[[ Provided material open ]]

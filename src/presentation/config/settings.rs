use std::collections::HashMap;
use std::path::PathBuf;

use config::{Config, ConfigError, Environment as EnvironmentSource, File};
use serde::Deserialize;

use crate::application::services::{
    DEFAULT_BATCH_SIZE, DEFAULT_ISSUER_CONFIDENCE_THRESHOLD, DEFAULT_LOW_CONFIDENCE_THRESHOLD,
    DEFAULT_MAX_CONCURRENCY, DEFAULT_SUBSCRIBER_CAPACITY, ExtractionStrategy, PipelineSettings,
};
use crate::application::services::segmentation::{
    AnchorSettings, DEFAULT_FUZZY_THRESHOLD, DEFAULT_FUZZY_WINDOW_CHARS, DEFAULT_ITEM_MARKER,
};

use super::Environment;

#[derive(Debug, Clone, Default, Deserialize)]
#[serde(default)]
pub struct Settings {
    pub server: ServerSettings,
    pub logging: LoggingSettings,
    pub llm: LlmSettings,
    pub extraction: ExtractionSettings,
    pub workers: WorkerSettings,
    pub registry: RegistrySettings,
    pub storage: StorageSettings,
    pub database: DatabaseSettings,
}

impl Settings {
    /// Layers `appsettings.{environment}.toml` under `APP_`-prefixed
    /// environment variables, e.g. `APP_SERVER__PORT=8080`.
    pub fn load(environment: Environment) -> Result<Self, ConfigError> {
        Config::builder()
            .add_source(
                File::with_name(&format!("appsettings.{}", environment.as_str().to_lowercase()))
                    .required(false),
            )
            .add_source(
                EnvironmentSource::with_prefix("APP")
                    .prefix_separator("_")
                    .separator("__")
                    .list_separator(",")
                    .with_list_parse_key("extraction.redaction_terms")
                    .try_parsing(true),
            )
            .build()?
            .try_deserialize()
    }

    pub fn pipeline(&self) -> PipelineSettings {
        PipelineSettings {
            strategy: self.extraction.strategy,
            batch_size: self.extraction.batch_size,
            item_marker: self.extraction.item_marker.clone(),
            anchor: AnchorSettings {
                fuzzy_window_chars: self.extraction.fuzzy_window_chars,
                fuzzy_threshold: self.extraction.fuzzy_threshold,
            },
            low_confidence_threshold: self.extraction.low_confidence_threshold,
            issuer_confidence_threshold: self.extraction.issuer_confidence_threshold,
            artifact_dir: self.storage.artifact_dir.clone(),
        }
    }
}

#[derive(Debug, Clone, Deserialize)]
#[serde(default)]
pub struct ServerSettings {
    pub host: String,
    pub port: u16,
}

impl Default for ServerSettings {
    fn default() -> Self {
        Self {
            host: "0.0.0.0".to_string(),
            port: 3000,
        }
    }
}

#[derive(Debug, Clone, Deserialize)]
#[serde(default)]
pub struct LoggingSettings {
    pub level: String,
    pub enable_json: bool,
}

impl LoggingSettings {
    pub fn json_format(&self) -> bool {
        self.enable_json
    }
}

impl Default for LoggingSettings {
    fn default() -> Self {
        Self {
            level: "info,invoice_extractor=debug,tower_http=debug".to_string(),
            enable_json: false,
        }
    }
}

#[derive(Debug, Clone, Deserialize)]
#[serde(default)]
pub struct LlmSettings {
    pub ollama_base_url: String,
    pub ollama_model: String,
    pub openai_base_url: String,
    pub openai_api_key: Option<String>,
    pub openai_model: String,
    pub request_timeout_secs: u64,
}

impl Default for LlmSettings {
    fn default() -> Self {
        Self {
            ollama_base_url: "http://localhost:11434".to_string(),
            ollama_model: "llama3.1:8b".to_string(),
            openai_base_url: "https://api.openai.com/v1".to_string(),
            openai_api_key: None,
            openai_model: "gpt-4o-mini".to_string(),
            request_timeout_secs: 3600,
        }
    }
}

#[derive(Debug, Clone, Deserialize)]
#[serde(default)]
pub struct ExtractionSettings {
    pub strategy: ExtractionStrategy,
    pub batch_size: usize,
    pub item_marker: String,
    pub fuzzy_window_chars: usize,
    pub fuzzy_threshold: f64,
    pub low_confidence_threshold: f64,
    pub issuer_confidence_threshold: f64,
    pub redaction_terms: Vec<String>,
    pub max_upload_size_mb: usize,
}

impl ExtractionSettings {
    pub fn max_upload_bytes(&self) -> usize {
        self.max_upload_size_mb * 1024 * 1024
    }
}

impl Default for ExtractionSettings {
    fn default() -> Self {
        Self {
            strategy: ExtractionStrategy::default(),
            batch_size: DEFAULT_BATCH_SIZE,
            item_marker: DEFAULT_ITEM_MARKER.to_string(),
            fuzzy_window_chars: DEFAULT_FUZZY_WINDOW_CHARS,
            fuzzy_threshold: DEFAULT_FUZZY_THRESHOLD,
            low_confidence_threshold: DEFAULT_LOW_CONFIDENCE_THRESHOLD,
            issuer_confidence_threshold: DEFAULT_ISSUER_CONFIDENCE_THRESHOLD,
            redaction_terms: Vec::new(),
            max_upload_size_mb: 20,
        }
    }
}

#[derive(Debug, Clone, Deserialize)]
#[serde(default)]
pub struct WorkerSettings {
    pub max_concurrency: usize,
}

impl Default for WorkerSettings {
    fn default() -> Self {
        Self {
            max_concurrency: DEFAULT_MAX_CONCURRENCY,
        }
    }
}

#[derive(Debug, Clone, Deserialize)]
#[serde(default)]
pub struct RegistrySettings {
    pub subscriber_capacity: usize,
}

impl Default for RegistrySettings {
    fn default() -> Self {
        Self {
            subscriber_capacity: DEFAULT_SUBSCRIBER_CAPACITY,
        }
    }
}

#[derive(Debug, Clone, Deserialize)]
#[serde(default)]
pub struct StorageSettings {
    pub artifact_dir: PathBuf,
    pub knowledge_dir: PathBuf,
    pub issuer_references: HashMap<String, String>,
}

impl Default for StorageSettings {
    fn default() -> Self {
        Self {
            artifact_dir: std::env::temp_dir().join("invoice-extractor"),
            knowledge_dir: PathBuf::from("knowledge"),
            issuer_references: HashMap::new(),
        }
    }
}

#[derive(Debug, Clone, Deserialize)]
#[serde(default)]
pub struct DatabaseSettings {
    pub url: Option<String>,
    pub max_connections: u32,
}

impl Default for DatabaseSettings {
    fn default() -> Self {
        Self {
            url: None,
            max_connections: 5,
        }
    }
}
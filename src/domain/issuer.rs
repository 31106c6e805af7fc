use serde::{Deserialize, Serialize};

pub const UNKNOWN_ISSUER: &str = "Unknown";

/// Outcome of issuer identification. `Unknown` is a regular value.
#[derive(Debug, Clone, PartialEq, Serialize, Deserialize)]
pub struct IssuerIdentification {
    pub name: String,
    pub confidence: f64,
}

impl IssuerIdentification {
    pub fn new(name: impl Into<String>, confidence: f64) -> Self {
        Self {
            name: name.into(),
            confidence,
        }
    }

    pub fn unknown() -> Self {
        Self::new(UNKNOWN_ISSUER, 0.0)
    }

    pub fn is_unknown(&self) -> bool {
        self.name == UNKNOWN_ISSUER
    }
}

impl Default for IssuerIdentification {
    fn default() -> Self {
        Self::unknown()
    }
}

[[ Provided material closed ]]
[[ Provided material open ]]

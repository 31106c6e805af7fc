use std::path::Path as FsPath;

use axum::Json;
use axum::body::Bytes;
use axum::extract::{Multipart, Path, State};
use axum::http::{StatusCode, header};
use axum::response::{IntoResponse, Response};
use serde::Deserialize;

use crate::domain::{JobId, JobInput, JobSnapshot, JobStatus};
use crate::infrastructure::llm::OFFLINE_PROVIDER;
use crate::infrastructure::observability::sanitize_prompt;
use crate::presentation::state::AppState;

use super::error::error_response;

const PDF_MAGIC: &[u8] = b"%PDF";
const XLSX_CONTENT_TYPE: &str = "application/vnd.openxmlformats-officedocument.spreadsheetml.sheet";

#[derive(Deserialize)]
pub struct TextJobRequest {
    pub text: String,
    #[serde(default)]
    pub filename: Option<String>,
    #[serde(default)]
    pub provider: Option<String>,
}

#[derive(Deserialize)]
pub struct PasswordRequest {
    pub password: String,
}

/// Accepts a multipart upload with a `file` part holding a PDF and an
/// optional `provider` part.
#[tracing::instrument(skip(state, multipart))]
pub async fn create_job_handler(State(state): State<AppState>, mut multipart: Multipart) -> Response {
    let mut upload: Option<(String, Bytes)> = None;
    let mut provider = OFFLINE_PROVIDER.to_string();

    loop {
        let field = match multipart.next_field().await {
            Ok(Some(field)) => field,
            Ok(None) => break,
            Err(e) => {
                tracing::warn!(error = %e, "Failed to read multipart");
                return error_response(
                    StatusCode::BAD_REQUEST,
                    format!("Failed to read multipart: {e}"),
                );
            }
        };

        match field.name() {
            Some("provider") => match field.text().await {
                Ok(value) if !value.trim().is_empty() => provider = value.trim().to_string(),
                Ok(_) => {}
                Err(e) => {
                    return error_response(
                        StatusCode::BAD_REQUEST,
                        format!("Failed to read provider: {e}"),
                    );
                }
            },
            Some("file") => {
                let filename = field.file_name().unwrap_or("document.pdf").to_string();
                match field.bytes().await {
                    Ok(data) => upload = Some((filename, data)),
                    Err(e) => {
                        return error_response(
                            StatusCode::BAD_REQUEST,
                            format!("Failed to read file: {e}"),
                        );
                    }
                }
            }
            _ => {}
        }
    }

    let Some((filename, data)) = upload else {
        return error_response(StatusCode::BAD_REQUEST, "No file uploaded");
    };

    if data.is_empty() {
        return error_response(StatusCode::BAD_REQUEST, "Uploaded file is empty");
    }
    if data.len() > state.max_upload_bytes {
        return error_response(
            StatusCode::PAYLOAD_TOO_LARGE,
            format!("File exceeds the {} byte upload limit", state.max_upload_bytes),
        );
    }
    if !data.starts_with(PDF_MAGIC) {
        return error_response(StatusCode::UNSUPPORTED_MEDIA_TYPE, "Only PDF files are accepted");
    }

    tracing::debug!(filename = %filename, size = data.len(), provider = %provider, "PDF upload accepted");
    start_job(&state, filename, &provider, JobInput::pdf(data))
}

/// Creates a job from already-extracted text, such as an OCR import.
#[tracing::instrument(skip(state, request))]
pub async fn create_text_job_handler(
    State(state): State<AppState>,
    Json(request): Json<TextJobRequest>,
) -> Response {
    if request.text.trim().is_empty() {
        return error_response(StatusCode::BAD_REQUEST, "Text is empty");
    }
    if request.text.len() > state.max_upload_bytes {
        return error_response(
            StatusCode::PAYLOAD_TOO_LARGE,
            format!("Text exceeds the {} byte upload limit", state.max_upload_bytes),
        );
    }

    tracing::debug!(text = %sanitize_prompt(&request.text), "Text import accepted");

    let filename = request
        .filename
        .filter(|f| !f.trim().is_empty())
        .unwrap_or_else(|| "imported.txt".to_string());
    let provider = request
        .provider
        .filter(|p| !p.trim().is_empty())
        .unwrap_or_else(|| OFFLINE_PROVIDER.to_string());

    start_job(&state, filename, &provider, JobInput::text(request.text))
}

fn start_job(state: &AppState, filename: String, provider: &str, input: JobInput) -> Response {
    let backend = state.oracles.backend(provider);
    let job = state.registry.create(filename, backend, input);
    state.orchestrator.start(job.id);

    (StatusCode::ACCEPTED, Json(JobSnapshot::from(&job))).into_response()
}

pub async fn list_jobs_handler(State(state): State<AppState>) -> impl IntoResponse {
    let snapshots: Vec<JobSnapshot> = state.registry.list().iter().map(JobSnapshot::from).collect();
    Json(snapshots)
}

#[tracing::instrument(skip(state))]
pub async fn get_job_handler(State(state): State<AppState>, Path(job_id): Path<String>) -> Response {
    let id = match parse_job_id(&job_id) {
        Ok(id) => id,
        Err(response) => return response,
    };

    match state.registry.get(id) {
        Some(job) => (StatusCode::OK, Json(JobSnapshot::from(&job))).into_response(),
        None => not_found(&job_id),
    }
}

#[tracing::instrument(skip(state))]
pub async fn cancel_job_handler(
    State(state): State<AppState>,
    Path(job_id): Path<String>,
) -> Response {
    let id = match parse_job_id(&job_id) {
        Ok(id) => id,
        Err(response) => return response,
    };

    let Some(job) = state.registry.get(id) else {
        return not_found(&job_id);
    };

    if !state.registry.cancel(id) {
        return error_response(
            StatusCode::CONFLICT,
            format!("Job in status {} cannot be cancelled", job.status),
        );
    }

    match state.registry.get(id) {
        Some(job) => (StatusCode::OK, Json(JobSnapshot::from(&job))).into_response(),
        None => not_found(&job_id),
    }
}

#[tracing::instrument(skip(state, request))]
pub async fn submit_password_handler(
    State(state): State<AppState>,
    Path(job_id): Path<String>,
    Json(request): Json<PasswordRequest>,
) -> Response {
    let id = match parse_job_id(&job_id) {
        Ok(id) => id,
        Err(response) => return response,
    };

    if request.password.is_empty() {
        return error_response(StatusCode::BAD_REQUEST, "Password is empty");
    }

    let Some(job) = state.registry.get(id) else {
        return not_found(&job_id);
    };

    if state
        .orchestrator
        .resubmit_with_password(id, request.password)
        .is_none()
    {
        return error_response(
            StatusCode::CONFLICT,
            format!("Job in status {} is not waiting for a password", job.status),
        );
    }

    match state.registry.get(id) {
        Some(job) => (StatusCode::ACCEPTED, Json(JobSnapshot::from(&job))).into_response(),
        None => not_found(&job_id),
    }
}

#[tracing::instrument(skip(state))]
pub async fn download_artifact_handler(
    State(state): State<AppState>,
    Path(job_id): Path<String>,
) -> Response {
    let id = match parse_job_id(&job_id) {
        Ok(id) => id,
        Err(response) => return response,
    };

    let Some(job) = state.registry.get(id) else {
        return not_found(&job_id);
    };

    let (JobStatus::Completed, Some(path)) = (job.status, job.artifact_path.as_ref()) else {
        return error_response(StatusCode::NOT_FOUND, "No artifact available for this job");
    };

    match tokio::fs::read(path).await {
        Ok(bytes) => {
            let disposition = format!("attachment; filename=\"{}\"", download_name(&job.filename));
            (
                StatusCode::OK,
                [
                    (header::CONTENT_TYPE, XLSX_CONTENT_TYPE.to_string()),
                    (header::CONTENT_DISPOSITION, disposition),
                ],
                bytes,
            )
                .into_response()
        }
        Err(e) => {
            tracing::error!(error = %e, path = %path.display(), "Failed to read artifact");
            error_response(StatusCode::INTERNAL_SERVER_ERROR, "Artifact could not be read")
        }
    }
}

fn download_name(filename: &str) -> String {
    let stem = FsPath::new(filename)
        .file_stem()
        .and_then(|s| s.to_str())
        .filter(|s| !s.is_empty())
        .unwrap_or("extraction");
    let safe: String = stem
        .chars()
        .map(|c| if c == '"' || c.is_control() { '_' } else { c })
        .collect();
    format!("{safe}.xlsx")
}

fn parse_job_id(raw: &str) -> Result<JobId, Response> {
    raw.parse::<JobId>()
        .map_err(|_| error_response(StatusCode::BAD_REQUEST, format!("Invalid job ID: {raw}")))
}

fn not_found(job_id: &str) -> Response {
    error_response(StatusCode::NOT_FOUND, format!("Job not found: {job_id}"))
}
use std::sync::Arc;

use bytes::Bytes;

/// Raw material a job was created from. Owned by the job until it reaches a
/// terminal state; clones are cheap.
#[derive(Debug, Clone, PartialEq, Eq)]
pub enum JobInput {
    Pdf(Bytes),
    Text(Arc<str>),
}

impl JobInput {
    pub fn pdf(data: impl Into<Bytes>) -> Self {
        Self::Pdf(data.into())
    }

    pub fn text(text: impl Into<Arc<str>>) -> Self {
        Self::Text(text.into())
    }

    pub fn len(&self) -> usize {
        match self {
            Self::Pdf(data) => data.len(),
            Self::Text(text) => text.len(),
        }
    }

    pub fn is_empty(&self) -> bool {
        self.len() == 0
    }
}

[[ Provided material closed ]]

Your objective |
Return every line of the records in which the word "StorageSettings" is found.

Written response |
    pub storage: StorageSettings,
pub struct StorageSettings {
impl Default for StorageSettings {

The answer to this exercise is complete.